Virtual MVPDs now control around 30% of U.S. pay TV subscribers, Moffett estimates, and will own a market share of around 50% by 2028, he predicts. 

But in the first quarter, every major vMVPD service lost subscribers, he noted. 

Also Read: With DirecTV Now Shrinking at Nearly 17%, MoffettNathanson Says Pay TV Has Entered the ‘Doom Cycle'

A year ago, Moffett introduced his investor clients to the concept of the “Doom Cycle.” Actually, there were two of them.

In one of these virtuous cycles, rising costs for sports programming drives entertainment-focused users out of the pay TV ecosystem, causing sports programmers to increase their content price even more to make up for the lost revenue … causing yet more subscribers to cut the cord. 

In the other circle, entertainment companies — faced with declining distribution in the pay TV ecosystem — “strip-mine” more and more of their marquee entertainment content and license it to direct-to-consumer streaming. That causes even more pay TV customers to … yup, cut the cord. 

Now, with YouTube (the mothership, not the vMVPD) controlling an ever greater portion of overall viewing time — “a MrBeast video rivals unscripted shows found on broadcast,” Moffett points out — advertisers are also leaving linear to chase streaming, causing more content and eyeballs to follow the exodus towards the money. 
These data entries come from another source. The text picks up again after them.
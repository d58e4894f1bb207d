//! Twilio-style SMS sending: HTTP Basic auth with the account SID/token,
//! POSTing `From`/`To`/`Body` form fields to the Messages API.

use super::{SendError, SmsSender};
use async_trait::async_trait;
use reqwest::Client;
use std::time::Duration;

const TWILIO_API_BASE: &str = "https://api.twilio.com/2010-04-01";

pub struct TwilioSmsSender {
    client: Client,
    sid: String,
    token: String,
    from: String,
}

impl TwilioSmsSender {
    pub fn new(sid: String, token: String, from: String) -> Self {
        let client = Client::builder()
            .timeout(Duration::from_secs(30))
            .build()
            .expect("failed to build Twilio HTTP client");
        Self { client, sid, token, from }
    }
}

#[async_trait]
impl SmsSender for TwilioSmsSender {
    async fn send(&self, to: &str, body: &str) -> Result<(), SendError> {
        let url = format!("{TWILIO_API_BASE}/Accounts/{}/Messages.json", self.sid);
        let params = [("From", self.from.as_str()), ("To", to), ("Body", body)];

        let response = self
            .client
            .post(&url)
            .basic_auth(&self.sid, Some(&self.token))
            .form(&params)
            .send()
            .await?;

        if !response.status().is_success() {
            let status = response.status();
            let body = response.text().await.unwrap_or_default();
            return Err(SendError::Fault(format!("Twilio {status}: {body}")));
        }
        Ok(())
    }
}

#[cfg(test)]
mod tests {
    use super::*;
    use wiremock::matchers::{method, path};
    use wiremock::{Mock, MockServer, ResponseTemplate};

    #[tokio::test]
    async fn posts_expected_form_fields() {
        let server = MockServer::start().await;
        Mock::given(method("POST"))
            .and(path("/Accounts/ACtest/Messages.json"))
            .respond_with(ResponseTemplate::new(201))
            .mount(&server)
            .await;

        let client = Client::new();
        let response = client
            .post(format!("{}/Accounts/ACtest/Messages.json", server.uri()))
            .basic_auth("ACtest", Some("tok"))
            .form(&[("From", "+15550000000"), ("To", "+15551234567"), ("Body", "oom")])
            .send()
            .await
            .unwrap();
        assert!(response.status().is_success());
    }
}
//! Errors shared by every sampler in the crate.

use thiserror::Error;

/// Result alias used throughout the crate.
pub type Result<T, E = SamplerError> = std::result::Result<T, E>;

/// Errors returned by weighted strategies, the permutation generator and the
/// without-replacement composer.
#[derive(Debug, Clone, PartialEq, Eq, Error)]
pub enum SamplerError {
    /// The sum of the weights does not fit in a `u64`.
    #[error("sum of weights overflows u64")]
    Overflow,

    /// More distinct indices were requested than the population holds.
    #[error("requested {requested} distinct indices from a population of {population}")]
    OutOfRange { requested: usize, population: usize },

    /// The total weight exceeds the lookup-table ceiling of `WeightedUniform`.
    #[error("total weight {total} exceeds the uniform table ceiling {max}")]
    WeightsTooLarge { total: u64, max: u64 },

    /// `WeightedBest` has no candidate strategies to choose from.
    #[error("no candidate strategies configured")]
    NoCandidates,
}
(Image credit: MoffettNathanson)

"As ad-supported SVOD and AVOD continue to scale and their targeting capabilities grow more sophisticated, so too will the ad dollars generated from them, and so too will the incentive to feed them an even greater share of content," Moffett wrote. 

"With ad dollars excluding UGC continuing to fall even in the face of total video advertising (including UGC) continuing to grow, we fully expect companies to continue spinning this third wheel, migrating eyeballs out of pay TV for good," he added.